Soria Analytics provides a unified data-intelligence platform for the healthcare-services industry. The company aggregates and normalizes hundreds of public and commercial data sources — from PDFs and spreadsheets to APIs and regulatory releases — into continuously updated, analytics-ready datasets. With real-time alerts, natural-language search, and full data lineage, Soria enables analysts, investors, and operators to access durable insights without manual data collection or cleanup.
Soria continuously monitors 300+ data sources, representing decades of changing file formats, shifting schemas, and thousands of healthcare-company subsidiaries. These workflows must run reliably and in parallel. When a government dataset updates, Soria wants to detect the change, pull all new files, clean them, map evolving schema, and load into BigQuery — without manual intervention or brittle one-off scripts.

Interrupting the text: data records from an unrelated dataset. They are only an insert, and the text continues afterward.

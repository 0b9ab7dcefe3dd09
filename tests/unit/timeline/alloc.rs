use super::*;

fn assert_sum(durations: &[f64], total: f64) {
    let sum: f64 = durations.iter().sum();
    assert!((sum - total).abs() < 1e-6, "sum {sum} != {total}");
    assert!(durations.iter().all(|d| *d > 0.0), "non-positive slot in {durations:?}");
}

#[test]
fn even_split_without_holds() {
    assert_eq!(allocate(3, 30.0, 0.0, 0.0).unwrap(), vec![10.0, 10.0, 10.0]);
}

#[test]
fn holds_pin_first_and_last_slots() {
    assert_eq!(allocate(3, 30.0, 3.0, 2.0).unwrap(), vec![3.0, 25.0, 2.0]);

    let intro_only = allocate(4, 31.0, 4.0, 0.0).unwrap();
    assert_eq!(intro_only, vec![4.0, 9.0, 9.0, 9.0]);

    let outro_only = allocate(3, 10.0, 0.0, 2.0).unwrap();
    assert_eq!(outro_only, vec![4.0, 4.0, 2.0]);
}

#[test]
fn single_slot_takes_everything() {
    for (intro, outro) in [(0.0, 0.0), (1.0, 0.0), (2.0, 3.0)] {
        assert_eq!(allocate(1, 12.5, intro, outro).unwrap(), vec![12.5]);
    }
}

#[test]
fn two_slots_with_both_holds_share_the_residual() {
    let d = allocate(2, 10.0, 3.0, 2.0).unwrap();
    assert_eq!(d, vec![5.5, 4.5]);
}

#[test]
fn sum_invariant_holds_across_shapes() {
    for n in 1..=17 {
        for &(audio, intro, outro) in &[
            (45.3, 0.0, 0.0),
            (45.3, 3.0, 0.0),
            (45.3, 0.0, 2.5),
            (45.3, 3.0, 2.5),
            (7.0 / 3.0, 0.1, 0.2),
        ] {
            let d = allocate(n, audio, intro, outro).unwrap();
            assert_eq!(d.len(), n);
            assert_sum(&d, audio);
        }
    }
}

#[test]
fn infeasible_holds_fail_for_every_count() {
    for n in 1..=5 {
        assert!(matches!(
            allocate(n, 10.0, 6.0, 4.0),
            Err(StoryreelError::Allocation(_))
        ));
        assert!(allocate(n, 10.0, 11.0, 0.0).is_err());
    }
}

#[test]
fn rejects_empty_and_invalid_inputs() {
    assert!(matches!(
        allocate(0, 10.0, 0.0, 0.0),
        Err(StoryreelError::Allocation(_))
    ));
    assert!(allocate(2, 0.0, 0.0, 0.0).is_err());
    assert!(allocate(2, 10.0, -1.0, 0.0).is_err());
    assert!(allocate(2, 10.0, 0.0, f64::NAN).is_err());
}

#[test]
fn fade_is_clamped_to_forty_percent_of_shortest_slot() {
    assert_eq!(clamp_fade(0.5, &[10.0, 10.0]), 0.5);
    let clamped = clamp_fade(2.0, &[3.0, 25.0, 1.0]);
    assert!((clamped - 0.4).abs() < 1e-12);
    assert_eq!(clamp_fade(-1.0, &[5.0]), 0.0);

    for durations in [vec![0.2, 9.8], vec![1.5, 1.5, 1.5], allocate(5, 13.0, 0.5, 0.0).unwrap()] {
        let shortest = durations.iter().copied().fold(f64::INFINITY, f64::min);
        assert!(clamp_fade(10.0, &durations) <= MAX_FADE_FRACTION * shortest + 1e-12);
    }
}

#[test]
fn frame_spans_sum_to_the_audio_frame_count() {
    let durations = allocate(30, 45.3, 0.0, 0.0).unwrap();
    let spans = frame_spans(&durations, 24);
    assert_eq!(spans.len(), 30);
    assert_eq!(spans.iter().sum::<u64>(), (45.3f64 * 24.0).round() as u64);
    for (span, d) in spans.iter().zip(&durations) {
        assert!((*span as f64 / 24.0 - d).abs() <= 1.0 / 24.0, "{span} frames for {d}s");
    }
    let video_sec = spans.iter().sum::<u64>() as f64 / 24.0;
    assert!((video_sec - 45.3).abs() <= 0.5 / 24.0 + 1e-9);
}

#[test]
fn frame_spans_follow_holds_and_never_drop_a_slot() {
    let spans = frame_spans(&allocate(3, 30.0, 3.0, 2.0).unwrap(), 24);
    assert_eq!(spans, vec![72, 600, 48]);

    let tiny = frame_spans(&[0.01, 0.01, 10.0], 24);
    assert!(tiny.iter().all(|f| *f >= 1));
    assert_eq!(tiny, vec![1, 1, 238]);
}
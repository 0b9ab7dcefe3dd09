use std::path::{Path, PathBuf};

use crate::foundation::error::{StoryreelError, StoryreelResult};

/// Output frame rate shared by every rendered clip. Uniform fps keeps stream-copy concatenation valid.
pub const CANVAS_FPS: u32 = 24;

/// Canvas used when no asset yields usable dimensions.
pub const FALLBACK_CANVAS: Canvas = Canvas {
    width: 1280,
    height: 720,
    fps: CANVAS_FPS,
};

/// Resolution/frame-rate contract every rendered clip must satisfy.
#[derive(Clone, Copy, Debug, PartialEq, Eq, serde::Serialize)]
pub struct Canvas {
    /// Width in pixels (even).
    pub width: u32,
    /// Height in pixels (even).
    pub height: u32,
    /// Frames per second.
    pub fps: u32,
}

impl Canvas {
    /// Create a validated canvas.
    pub fn new(width: u32, height: u32, fps: u32) -> StoryreelResult<Self> {
        let canvas = Self { width, height, fps };
        canvas.validate()?;
        Ok(canvas)
    }

    /// Build a canvas from arbitrary source dimensions, rounding down to even values (min 2).
    pub fn from_source_dims(width: u32, height: u32) -> StoryreelResult<Self> {
        if width == 0 || height == 0 {
            return Err(StoryreelError::validation(format!(
                "source dimensions must be non-zero, got {width}x{height}"
            )));
        }
        Self::new(even_floor(width), even_floor(height), CANVAS_FPS)
    }

    /// Check the yuv420p/h264 constraints.
    pub fn validate(&self) -> StoryreelResult<()> {
        if self.width == 0 || self.height == 0 {
            return Err(StoryreelError::validation(
                "canvas width/height must be non-zero",
            ));
        }
        if !self.width.is_multiple_of(2) || !self.height.is_multiple_of(2) {
            return Err(StoryreelError::validation(format!(
                "canvas {}x{} must have even dimensions (required for yuv420p output)",
                self.width, self.height
            )));
        }
        if self.fps == 0 {
            return Err(StoryreelError::validation("canvas fps must be non-zero"));
        }
        Ok(())
    }

    /// Duration of `frames` output frames in seconds.
    pub fn frames_to_secs(&self, frames: u64) -> f64 {
        frames as f64 / f64::from(self.fps)
    }

    /// `WxH` form used by ffmpeg size options.
    pub fn size_arg(&self) -> String {
        format!("{}x{}", self.width, self.height)
    }
}

impl std::fmt::Display for Canvas {
    fn fmt(&self, f: &mut std::fmt::Formatter<'_>) -> std::fmt::Result {
        write!(f, "{}x{}@{}fps", self.width, self.height, self.fps)
    }
}

fn even_floor(v: u32) -> u32 {
    (v - v % 2).max(2)
}

/// The narration track: single source of truth for total timeline length.
#[derive(Clone, Debug, PartialEq, serde::Serialize)]
pub struct AudioTrack {
    /// Audio file path.
    pub path: PathBuf,
    /// Probed duration in seconds.
    pub duration: f64,
}

impl AudioTrack {
    /// Create a validated audio track.
    pub fn new(path: impl Into<PathBuf>, duration: f64) -> StoryreelResult<Self> {
        let path = path.into();
        if !duration.is_finite() || duration <= 0.0 {
            return Err(StoryreelError::probe(
                path,
                format!("audio duration must be positive, got {duration}"),
            ));
        }
        Ok(Self { path, duration })
    }

    /// Audio file path.
    pub fn path(&self) -> &Path {
        &self.path
    }
}

/// Format seconds for tool arguments: fixed 6 decimals with trailing zeros trimmed.
pub fn fmt_secs(secs: f64) -> String {
    let s = format!("{secs:.6}");
    let s = s.trim_end_matches('0').trim_end_matches('.');
    if s.is_empty() || s == "-" || s == "-0" {
        "0".to_string()
    } else {
        s.to_string()
    }
}

#[cfg(test)]
#[path = "../../tests/unit/foundation/core.rs"]
mod tests;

Soria’s ingestion pipelines scrape hundreds of government sources, parse inconsistent file formats, reconcile decades of schema drift, and fan out into hundreds of parallel mapping and cleaning tasks. Initially, they tried using Celery to enqueue work, but it lacked the workflow primitives needed to model multi-step, long-running pipelines. As the platform grew, chaining tasks together became fragile and difficult to reason about.
“Trying to build our ingestion engine on Celery got ugly fast once we needed multi-step, highly parallelized workflows,” Cameron Spiller, CTO of Soria Analytics.
Healthcare data changes unpredictably — columns are renamed, formats shift, new regulatory fields appear. When something failed, Celery only showed the broken task, not the workflow it belonged to. The team couldn’t easily trace lineage or understand where failures originated, making debugging slow and operationally expensive.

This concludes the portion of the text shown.